Items from a dataset
______________________________

//! Edit modes, gestures and the pending-mutation protocol.
//!
//! The state machine reads the authoritative tree but never writes to it.
//! While a gesture is in flight it maintains transient preview copies of
//! the affected cards for the renderer; authoritative ops are queued with
//! [`InteractionStateMachine::add_dispatch`] and flushed atomically through
//! [`InteractionStateMachine::commit_dispatches`].

use std::collections::HashMap;

use kurbo::Point;

use crate::document::{CommitFailure, DocumentEngine};
use crate::error::TreeError;
use crate::ops::{ChangeId, NodeField, Op};
use crate::selection::Selection;
use crate::transform::{absolute_transform, to_local};
use crate::tree::{Edge, Node, NodeId, NodeTree};

/// Edit modes. `Navigate` is initial and terminal; every other mode
/// returns to it when its gesture ends or aborts.
#[derive(Debug, Clone, Copy, PartialEq, Eq, Default)]
pub enum EditMode {
    #[default]
    Navigate,
    AddNode,
    MoveNode,
    AddEdge,
}

/// The gesture currently in flight, if any.
///
/// Exposed so the renderer can draw the live preview (the placed card, the
/// rubber-band edge).
#[derive(Debug, Clone, PartialEq)]
pub enum Gesture {
    Idle,
    /// A freshly created card following the pointer, not yet committed.
    PlacingNode { node: NodeId },
    /// An existing card being dragged; `grab` is the pointer offset from
    /// the card's absolute origin at drag start.
    MovingNode { node: NodeId, grab: (f64, f64) },
    /// An edge being drawn from `from` toward the pointer.
    DrawingEdge { from: NodeId, cursor: Point },
}

/// Turns gestures into batched pending mutations against the tree.
#[derive(Debug)]
pub struct InteractionStateMachine {
    mode: EditMode,
    selection: Selection,
    gesture: Gesture,
    /// Transient copies of cards being edited, keyed by id. Visible to the
    /// renderer for live preview, invisible to the document engine.
    preview: HashMap<NodeId, Node>,
    pending_ops: Vec<Op>,
    pending_actions: Vec<String>,
}

impl Default for InteractionStateMachine {
    fn default() -> Self {
        Self::new()
    }
}

impl InteractionStateMachine {
    pub fn new() -> Self {
        Self {
            mode: EditMode::Navigate,
            selection: Selection::new(),
            gesture: Gesture::Idle,
            preview: HashMap::new(),
            pending_ops: Vec::new(),
            pending_actions: Vec::new(),
        }
    }

    pub fn mode(&self) -> EditMode {
        self.mode
    }

    /// Set the mode unconditionally.
    pub fn set_mode(&mut self, mode: EditMode) {
        self.mode = mode;
    }

    /// Re-entrant toggle: switch to `mode` if different, otherwise back to
    /// `Navigate`.
    pub fn toggle_mode(&mut self, mode: EditMode) {
        self.mode = if self.mode == mode {
            EditMode::Navigate
        } else {
            mode
        };
    }

    pub fn selection(&self) -> &Selection {
        &self.selection
    }

    pub fn selection_mut(&mut self) -> &mut Selection {
        &mut self.selection
    }

    pub fn gesture(&self) -> &Gesture {
        &self.gesture
    }

    // --- Preview ---

    /// Resolve a card for rendering, preferring the transient preview copy
    /// over the authoritative one.
    pub fn resolve<'a>(&'a self, tree: &'a NodeTree, id: NodeId) -> Option<&'a Node> {
        self.preview.get(&id).or_else(|| tree.node(id))
    }

    /// The transient copy of a card, if one is being edited.
    pub fn preview_node(&self, id: NodeId) -> Option<&Node> {
        self.preview.get(&id)
    }

    pub fn has_preview(&self) -> bool {
        !self.preview.is_empty()
    }

    /// Cards that exist only as previews (not yet in the tree).
    pub fn preview_only_nodes<'a>(
        &'a self,
        tree: &'a NodeTree,
    ) -> impl Iterator<Item = &'a Node> {
        self.preview
            .values()
            .filter(|n| tree.node(n.id).is_none())
    }

    // --- Gestures ---

    /// Start placing a new card under `parent` at a document-absolute
    /// point (`AddNode` mode). The card exists only as a preview until the
    /// gesture finishes and the batch commits.
    pub fn begin_place(
        &mut self,
        tree: &NodeTree,
        parent: NodeId,
        point: Point,
    ) -> Result<NodeId, TreeError> {
        let local = to_local(tree, parent, point)?;
        let node = Node::new(parent, local.x, local.y);
        let id = node.id;
        self.preview.insert(id, node);
        self.gesture = Gesture::PlacingNode { node: id };
        Ok(id)
    }

    /// Start dragging an existing card (`MoveNode` mode).
    pub fn begin_move(
        &mut self,
        tree: &NodeTree,
        id: NodeId,
        point: Point,
    ) -> Result<(), TreeError> {
        let abs = absolute_transform(tree, id)?;
        let node = tree.get_node(id)?.clone();
        self.preview.insert(id, node);
        self.gesture = Gesture::MovingNode {
            node: id,
            grab: (point.x - abs.x, point.y - abs.y),
        };
        Ok(())
    }

    /// Start drawing an edge from a card (`AddEdge` mode).
    pub fn begin_edge(&mut self, from: NodeId, point: Point) {
        self.gesture = Gesture::DrawingEdge {
            from,
            cursor: point,
        };
    }

    /// Feed pointer movement into the active gesture.
    pub fn update_pointer(&mut self, tree: &NodeTree, point: Point) -> Result<(), TreeError> {
        match self.gesture {
            Gesture::Idle => Ok(()),
            Gesture::PlacingNode { node } => {
                let parent = self
                    .preview
                    .get(&node)
                    .and_then(|n| n.parent)
                    .ok_or(TreeError::NodeNotFound(node))?;
                let local = to_local(tree, parent, point)?;
                if let Some(preview) = self.preview.get_mut(&node) {
                    preview.x = local.x;
                    preview.y = local.y;
                }
                Ok(())
            }
            Gesture::MovingNode { node, grab } => {
                let parent = tree
                    .get_node(node)?
                    .parent
                    .ok_or(TreeError::NodeNotFound(node))?;
                let local = to_local(
                    tree,
                    parent,
                    Point::new(point.x - grab.0, point.y - grab.1),
                )?;
                if let Some(preview) = self.preview.get_mut(&node) {
                    preview.x = local.x;
                    preview.y = local.y;
                }
                Ok(())
            }
            Gesture::DrawingEdge { from, .. } => {
                self.gesture = Gesture::DrawingEdge {
                    from,
                    cursor: point,
                };
                Ok(())
            }
        }
    }

    /// Finish the active gesture, queueing its authoritative ops. For an
    /// edge gesture, `target` is the card under the pointer at release.
    /// The mode returns to `Navigate`; the queued batch still needs
    /// [`InteractionStateMachine::commit_dispatches`].
    pub fn finish_gesture(&mut self, target: Option<NodeId>) {
        match std::mem::replace(&mut self.gesture, Gesture::Idle) {
            Gesture::Idle => {}
            Gesture::PlacingNode { node } => {
                if let Some(preview) = self.preview.get(&node) {
                    self.pending_ops.push(Op::InsertNode {
                        node: preview.clone(),
                    });
                    self.pending_actions.push("add card".to_string());
                }
            }
            Gesture::MovingNode { node, .. } => {
                if let Some(preview) = self.preview.get(&node) {
                    self.pending_ops.push(Op::SetNodeField {
                        id: node,
                        value: NodeField::Position {
                            x: preview.x,
                            y: preview.y,
                        },
                    });
                    self.pending_actions.push("move card".to_string());
                }
            }
            Gesture::DrawingEdge { from, .. } => {
                if let Some(to) = target {
                    if to != from {
                        self.pending_ops.push(Op::InsertEdge {
                            edge: Edge::new(from, to),
                        });
                        self.pending_actions.push("connect cards".to_string());
                    }
                }
            }
        }
        self.mode = EditMode::Navigate;
    }

    // --- Dispatch queue ---

    /// Queue an authoritative op directly (toolbar edits, deletions).
    pub fn add_dispatch(&mut self, op: Op, action_name: impl Into<String>) {
        self.pending_ops.push(op);
        self.pending_actions.push(action_name.into());
    }

    pub fn has_pending(&self) -> bool {
        !self.pending_ops.is_empty()
    }

    /// Flush the queued batch atomically to the document engine.
    ///
    /// On success the queue and preview state are cleared. On failure both
    /// are retained untouched so the edit can be retried or discarded, and
    /// the failure is returned for the UI to surface.
    pub fn commit_dispatches(
        &mut self,
        engine: &mut DocumentEngine,
    ) -> Result<Option<ChangeId>, CommitFailure> {
        if self.pending_ops.is_empty() {
            return Ok(None);
        }
        let ops = std::mem::take(&mut self.pending_ops);
        let actions = std::mem::take(&mut self.pending_actions);
        match engine.commit(ops, actions) {
            Ok(id) => {
                self.preview.clear();
                Ok(Some(id))
            }
            Err(failure) => {
                self.pending_ops = failure.ops.clone();
                self.pending_actions = failure.action_names.clone();
                Err(failure)
            }
        }
    }

    /// Abort the in-progress edit: discard the gesture, the preview state
    /// and the dispatch queue, and return to `Navigate`. Nothing reaches
    /// the document engine.
    pub fn abort(&mut self) {
        self.gesture = Gesture::Idle;
        self.preview.clear();
        self.pending_ops.clear();
        self.pending_actions.clear();
        self.mode = EditMode::Navigate;
    }
}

______________________________

Within the records above, count the lines that contain "TreeError" and give only that number.

[Your response] 6